AWS AgentCore is a managed, serverless agent runtime. It handles execution, session isolation, and memory, and works with any model and framework. However, it does not govern which MCP servers agents connect to, scan tool definitions for threats, or provide the audit trail GRC teams need. Runlayer provides all of these capabilities natively, including VPC deployment with zero data egress and certified compliance.
### What MCP-specific threats does Runlayer detect?
Runlayer detects tool poisoning, command injection, prompt injection through MCP tool schemas, and supply chain attacks on third-party MCP servers. ToolGuard and ListGuard run real-time semantic analysis on MCP server metadata and tool definitions before an agent interacts, at approximately 95% accuracy. Runtime detectors catch threats at 50 to 100ms latency.
### Does Runlayer work with existing AI developer tools?
Yes. Runlayer works with 300+ MCP-capable clients including Cursor, VS Code, Claude Code, and GitHub Copilot. Developers authenticate through company SSO and nothing else changes. Gusto went from 0 to 1,500 daily AI users in 90 days. Jane App reached 100% adoption in two weeks.
### Can Runlayer be deployed in a VPC with zero data egress?
Yes. Runlayer deploys as cloud or self-hosted in the customer's VPC, single-tenant per customer with zero data egress in the self-hosted configuration. It is deployable in 10 minutes via Terraform/ECS or Helm/EKS and carries SOC 2 Type II, GDPR, and HIPAA certification.
### What is shadow MCP and how does Runlayer detect it?
Shadow MCP refers to unauthorized or unvetted MCP server connections made by employees without security team visibility. Runlayer Watch surfaces shadow MCP activity via existing MDM tooling with no additional on-device agent required. Gusto discovered 800 shadow MCP servers on day one.
### Why is authorization alone not sufficient for MCP security?

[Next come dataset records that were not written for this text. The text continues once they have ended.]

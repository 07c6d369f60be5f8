/// Configuration validation for reconstruction requests.
use crate::{Error, Result};

/// The largest share count `n` accepted from an input document.
pub const MAX_SHARES: u64 = 1 << 16;

/// Validates a threshold.
pub fn validate_threshold(k: usize) -> Result<()> {
    if k == 0 {
        return Err(Error::InvalidThreshold(0));
    }
    Ok(())
}

/// Converts a signed threshold, as found in input documents, into a valid
/// threshold.
pub fn threshold_from_i64(k: i64) -> Result<usize> {
    if k <= 0 {
        return Err(Error::InvalidThreshold(k));
    }
    usize::try_from(k).map_err(|_| Error::InvalidField {
        field: "k",
        reason: format!("{k} does not fit in a machine word"),
    })
}

/// Validates the declared number of shares.
pub fn validate_share_total(n: u64) -> Result<()> {
    if n > MAX_SHARES {
        return Err(Error::InvalidField {
            field: "n",
            reason: format!("{n} exceeds the maximum of {MAX_SHARES} shares"),
        });
    }
    Ok(())
}

/// Validates that enough points are available for the threshold.
pub fn validate_share_count(provided: usize, required: usize) -> Result<()> {
    if provided < required {
        return Err(Error::InsufficientPoints { provided, required });
    }
    Ok(())
}
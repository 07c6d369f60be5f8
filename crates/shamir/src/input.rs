//! JSON test cases.
//!
//! A test case is a JSON object holding a `keys` object with the number of
//! shares `n` and the threshold `k`, and the shares themselves under the keys
//! `"1"` to `"n"`:
//!
//! ```json
//! {
//!     "keys": { "n": 4, "k": 3 },
//!     "1": { "base": "10", "value": "4" },
//!     "2": { "base": "2", "value": "111" },
//!     "3": { "base": "10", "value": "12" },
//!     "6": { "base": "4", "value": "213" }
//! }
//! ```

use crate::config::{threshold_from_i64, validate_share_total};
use crate::{Decoded, Diagnostic, Error, RawShare, ReconstructionRequest, Result, ShareDecoder};
use num_bigint::BigInt;
use serde::Deserialize;
use serde_json::{Map, Value};
use shamir_traits::Reconstruct;
use std::collections::BTreeMap;
use std::path::Path;
use tracing::debug;

/// A parsed test case.
#[derive(Debug, Clone, PartialEq, Eq)]
pub struct TestCase {
    /// Number of shares declared.
    pub n: u64,
    /// Threshold for reconstruction.
    pub k: usize,
    /// The shares found under the keys `"1"` to `"n"`.
    pub records: BTreeMap<u64, RawShare>,
}

impl TestCase {
    /// Parses a test case from a JSON string.
    pub fn from_json_str(s: &str) -> Result<Self> {
        let value: Value = serde_json::from_str(s)?;
        Self::from_value(&value)
    }

    /// Reads and parses a test case from a JSON file.
    pub fn from_path<P: AsRef<Path>>(path: P) -> Result<Self> {
        let path = path.as_ref();
        debug!(path = %path.display(), "reading test case");
        let contents = std::fs::read_to_string(path)?;
        Self::from_json_str(&contents)
    }

    /// Builds a test case from a parsed JSON document.
    pub fn from_value(value: &Value) -> Result<Self> {
        let document = value.as_object().ok_or(Error::MissingKeys)?;
        let keys = document
            .get("keys")
            .and_then(Value::as_object)
            .ok_or(Error::MissingKeys)?;

        let n = keys
            .get("n")
            .ok_or(Error::MissingField("n"))?
            .as_u64()
            .ok_or_else(|| Error::InvalidField {
                field: "n",
                reason: "must be a non-negative integer".to_string(),
            })?;
        validate_share_total(n)?;

        let k = keys
            .get("k")
            .ok_or(Error::MissingField("k"))?
            .as_i64()
            .ok_or_else(|| Error::InvalidField {
                field: "k",
                reason: "must be an integer".to_string(),
            })?;
        let k = threshold_from_i64(k)?;

        Ok(Self {
            n,
            k,
            records: records(document, n),
        })
    }

    /// Decodes the shares of the test case.
    pub fn decode(&self) -> Result<Decoded> {
        Ok(ShareDecoder::new(self.n)?.decode(&self.records))
    }

    /// Decodes the shares and builds the reconstruction request, returning
    /// the diagnostics of the skipped shares alongside.
    pub fn request(&self) -> Result<(ReconstructionRequest, Vec<Diagnostic>)> {
        let Decoded {
            points,
            diagnostics,
        } = self.decode()?;
        Ok((ReconstructionRequest::new(self.k, points), diagnostics))
    }
}

impl Reconstruct for TestCase {
    type Secret = BigInt;
    type Error = Error;

    fn reconstruct(&self) -> Result<BigInt> {
        let (request, _) = self.request()?;
        request.reconstruct()
    }
}

// Records that are not JSON objects are kept as shares with neither field.
fn records(document: &Map<String, Value>, n: u64) -> BTreeMap<u64, RawShare> {
    (1..=n)
        .filter_map(|i| {
            document.get(&i.to_string()).map(|record| {
                let share = RawShare::deserialize(record).unwrap_or_default();
                (i, share)
            })
        })
        .collect()
}

#[cfg(test)]
mod tests {
    use super::*;
    use crate::ShareError;
    use shamir_math::Point;

    const TESTCASE1: &str = include_str!("../data/testcase1.json");
    const TESTCASE2: &str = include_str!("../data/testcase2.json");

    #[test]
    fn parse_testcase1() -> Result<()> {
        let case = TestCase::from_json_str(TESTCASE1)?;
        assert_eq!(case.n, 4);
        assert_eq!(case.k, 3);
        // Record "6" lies outside of 1..=n.
        assert_eq!(case.records.keys().copied().collect::<Vec<_>>(), vec![1, 2, 3]);

        let (request, diagnostics) = case.request()?;
        assert_eq!(
            request.points,
            vec![Point::new(1, 4), Point::new(2, 7), Point::new(3, 12)]
        );
        assert_eq!(
            diagnostics,
            vec![Diagnostic {
                index: 4,
                error: ShareError::Missing
            }]
        );
        Ok(())
    }

    #[test]
    fn reconstruct_testcase1() -> Result<()> {
        let case = TestCase::from_json_str(TESTCASE1)?;
        assert_eq!(case.reconstruct()?, BigInt::from(3));
        Ok(())
    }

    #[test]
    fn reconstruct_testcase2() -> Result<()> {
        let case = TestCase::from_json_str(TESTCASE2)?;
        assert_eq!(case.n, 10);
        assert_eq!(case.k, 7);
        let (request, diagnostics) = case.request()?;
        assert_eq!(request.points.len(), 10);
        assert!(diagnostics.is_empty());
        assert_eq!(
            case.reconstruct()?,
            BigInt::parse_bytes(b"79836264049851", 10).unwrap()
        );
        Ok(())
    }

    #[test]
    fn malformed_records_are_skipped() -> Result<()> {
        let case = TestCase::from_json_str(
            r#"{
                "keys": { "n": 5, "k": 2 },
                "1": { "base": "10", "value": "7" },
                "2": { "base": "10" },
                "3": { "base": 10, "value": "13" },
                "4": "not a share",
                "5": { "base": "16", "value": "13" }
            }"#,
        )?;
        let (request, diagnostics) = case.request()?;
        // 3x + 4
        assert_eq!(request.points, vec![Point::new(1, 7), Point::new(5, 19)]);
        assert_eq!(diagnostics.len(), 3);
        assert!(diagnostics.iter().all(|d| d.error.is_malformed()));
        assert_eq!(case.reconstruct()?, BigInt::from(4));
        Ok(())
    }

    #[test]
    fn too_few_valid_records() {
        let case = TestCase::from_json_str(
            r#"{
                "keys": { "n": 3, "k": 3 },
                "1": { "base": "10", "value": "1" },
                "2": { "base": "10", "value": "4" },
                "3": { "base": "10" }
            }"#,
        )
        .unwrap();
        assert!(matches!(
            case.reconstruct(),
            Err(Error::InsufficientPoints {
                provided: 2,
                required: 3
            })
        ));
    }

    #[test]
    fn missing_keys() {
        assert!(matches!(
            TestCase::from_json_str(r#"{ "1": { "base": "10", "value": "1" } }"#),
            Err(Error::MissingKeys)
        ));
        assert!(matches!(
            TestCase::from_json_str(r#"[1, 2, 3]"#),
            Err(Error::MissingKeys)
        ));
        assert!(matches!(
            TestCase::from_json_str(r#"{ "keys": 3 }"#),
            Err(Error::MissingKeys)
        ));
        assert!(matches!(
            TestCase::from_json_str(r#"{ "keys": { "k": 3 } }"#),
            Err(Error::MissingField("n"))
        ));
        assert!(matches!(
            TestCase::from_json_str(r#"{ "keys": { "n": 3 } }"#),
            Err(Error::MissingField("k"))
        ));
    }

    #[test]
    fn invalid_keys() {
        assert!(matches!(
            TestCase::from_json_str(r#"{ "keys": { "n": -1, "k": 3 } }"#),
            Err(Error::InvalidField { field: "n", .. })
        ));
        assert!(matches!(
            TestCase::from_json_str(r#"{ "keys": { "n": "4", "k": 3 } }"#),
            Err(Error::InvalidField { field: "n", .. })
        ));
        assert!(matches!(
            TestCase::from_json_str(r#"{ "keys": { "n": 4, "k": 2.5 } }"#),
            Err(Error::InvalidField { field: "k", .. })
        ));
        assert!(matches!(
            TestCase::from_json_str(r#"{ "keys": { "n": 4, "k": 0 } }"#),
            Err(Error::InvalidThreshold(0))
        ));
        assert!(matches!(
            TestCase::from_json_str(r#"{ "keys": { "n": 4, "k": -2 } }"#),
            Err(Error::InvalidThreshold(-2))
        ));
    }

    #[test]
    fn oversized_share_total() {
        let case = TestCase {
            n: u64::MAX,
            k: 1,
            records: BTreeMap::new(),
        };
        assert!(matches!(
            case.reconstruct(),
            Err(Error::InvalidField { field: "n", .. })
        ));
        assert!(matches!(
            TestCase::from_json_str(r#"{ "keys": { "n": 65537, "k": 3 } }"#),
            Err(Error::InvalidField { field: "n", .. })
        ));
    }

    #[test]
    fn invalid_json() {
        assert!(matches!(
            TestCase::from_json_str("{ keys: "),
            Err(Error::Json(_))
        ));
    }

    #[test]
    fn unreadable_file() {
        assert!(matches!(
            TestCase::from_path("this/file/does/not/exist.json"),
            Err(Error::Io(_))
        ));
    }

    #[test]
    fn read_from_path() -> Result<()> {
        let path = concat!(env!("CARGO_MANIFEST_DIR"), "/data/testcase1.json");
        assert_eq!(TestCase::from_path(path)?, TestCase::from_json_str(TESTCASE1)?);
        Ok(())
    }
}
//! The end-to-end routing decision.
//!
//! Resolves where the traveller is, checks whether the destination is close
//! enough to walk, and otherwise gathers upcoming transit departures and
//! annotates the ones worth showing.

use chrono::Duration;
use tracing::{debug, info, warn};

use crate::directions::{DirectionsApi, RouteQueryError, RouteSource};
use crate::domain::{Clock, Itinerary, LocationCandidate};
use crate::location::{CurrentLocation, LocationError};
use crate::planner::{PlannerConfig, RouteAggregator};
use crate::walkable::ProximityChecker;

/// Error from the routing pipeline.
#[derive(Debug, thiserror::Error)]
pub enum PipelineError {
    /// The current location could not be determined
    #[error(transparent)]
    Location(#[from] LocationError),

    /// The primary transit query failed
    #[error(transparent)]
    Routes(#[from] RouteQueryError),
}

/// How urgently the traveller needs to leave.
#[derive(Debug, Clone, Copy, PartialEq, Eq)]
pub enum Urgency {
    /// Departing within the "leaving soon" window.
    LeavingSoon,
    /// Departing soon enough to be a good pick.
    GoodTiming,
}

/// A departure chosen for presentation.
#[derive(Debug, Clone)]
pub struct Departure {
    /// 1-based position among the candidate itineraries.
    pub position: usize,
    pub itinerary: Itinerary,
    /// Time from now until departure; never negative.
    pub until: Duration,
    pub urgency: Option<Urgency>,
}

/// What the traveller should do.
#[derive(Debug, Clone)]
pub enum Outcome {
    /// Origin and destination are effectively the same place.
    AlreadyThere,
    /// Close enough that transit is not worth it.
    WalkInstead {
        walk_duration: Duration,
        walk_distance_label: String,
    },
    /// Upcoming departures, earliest first.
    Departures(Vec<Departure>),
    /// Every query ran but nothing leaves in time.
    NoEligibleRoutes,
}

/// A finished plan and the origin it was computed from.
#[derive(Debug, Clone)]
pub struct Plan {
    pub origin: LocationCandidate,
    pub outcome: Outcome,
}

/// The routing pipeline.
///
/// `L` resolves the current location, `A` answers walking queries, `R`
/// answers transit queries and `C` tells the time. The clock is shared with
/// the aggregator so both judge staleness against the same "now".
pub struct Pipeline<L, A, R, C> {
    location: L,
    proximity: ProximityChecker<A>,
    aggregator: RouteAggregator<R, C>,
    clock: C,
    config: PlannerConfig,
}

impl<L, A, R, C> Pipeline<L, A, R, C>
where
    L: CurrentLocation,
    A: DirectionsApi,
    R: RouteSource,
    C: Clock + Clone,
{
    pub fn new(location: L, walking: A, routes: R, clock: C, config: PlannerConfig) -> Self {
        let proximity = ProximityChecker::new(walking).with_threshold(config.walk_threshold());
        let aggregator = RouteAggregator::new(routes, clock.clone(), config.clone());
        Self {
            location,
            proximity,
            aggregator,
            clock,
            config,
        }
    }

    /// Plan a trip to `destination`.
    ///
    /// With no `origin` the current location is resolved first. A failed
    /// walking check is not fatal; the pipeline goes on to transit routing.
    pub async fn plan(
        &self,
        origin: Option<LocationCandidate>,
        destination: &LocationCandidate,
    ) -> Result<Plan, PipelineError> {
        let origin = match origin {
            Some(origin) => origin,
            None => self.location.resolve_current_location().await?,
        };
        info!(%origin, %destination, "planning trip");

        match self.proximity.check_walkable(&origin, destination).await {
            Ok(walk) if walk.is_walkable => {
                let outcome = if walk.walk_duration <= self.config.already_there() {
                    Outcome::AlreadyThere
                } else {
                    Outcome::WalkInstead {
                        walk_duration: walk.walk_duration,
                        walk_distance_label: walk.walk_distance_label,
                    }
                };
                return Ok(Plan { origin, outcome });
            }
            Ok(_) => {}
            Err(e) => warn!(error = %e, "walking check failed, continuing with transit"),
        }

        let itineraries = self
            .aggregator
            .get_next_departures(&origin, destination, self.config.lookahead_hours)
            .await?;

        let departures = self.present(itineraries);
        let outcome = if departures.is_empty() {
            Outcome::NoEligibleRoutes
        } else {
            Outcome::Departures(departures)
        };
        Ok(Plan { origin, outcome })
    }

    /// Take the first few itineraries and annotate the ones still to come.
    fn present(&self, itineraries: Vec<Itinerary>) -> Vec<Departure> {
        let now = self.clock.now();
        let considered = itineraries.len().min(self.config.max_presented);

        let departures: Vec<Departure> = itineraries
            .into_iter()
            .take(self.config.max_presented)
            .enumerate()
            .filter_map(|(i, itinerary)| {
                let until = itinerary.departure_time() - now;
                if until < Duration::zero() {
                    return None;
                }
                Some(Departure {
                    position: i + 1,
                    urgency: urgency(until, &self.config),
                    until,
                    itinerary,
                })
            })
            .collect();

        debug!(considered, shown = departures.len(), "presented departures");
        departures
    }
}

impl<L, A, R, C> std::fmt::Debug for Pipeline<L, A, R, C> {
    fn fmt(&self, f: &mut std::fmt::Formatter<'_>) -> std::fmt::Result {
        f.debug_struct("Pipeline")
            .field("config", &self.config)
            .finish_non_exhaustive()
    }
}

/// Annotation for a departure `until` from now.
pub fn urgency(until: Duration, config: &PlannerConfig) -> Option<Urgency> {
    if until < config.leaving_soon() {
        Some(Urgency::LeavingSoon)
    } else if until < config.good_timing() {
        Some(Urgency::GoodTiming)
    } else {
        None
    }
}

A correctly authorized MCP call can still leak credentials in its arguments, return PII in its output, or carry hidden characters that redirect the agent's next action. An agent with correct permissions can still act against a poisoned tool definition from a compromised MCP server update. Authorization answers whether a call is allowed. It says nothing about data flowing through the call, tool definition integrity, or supply chain security.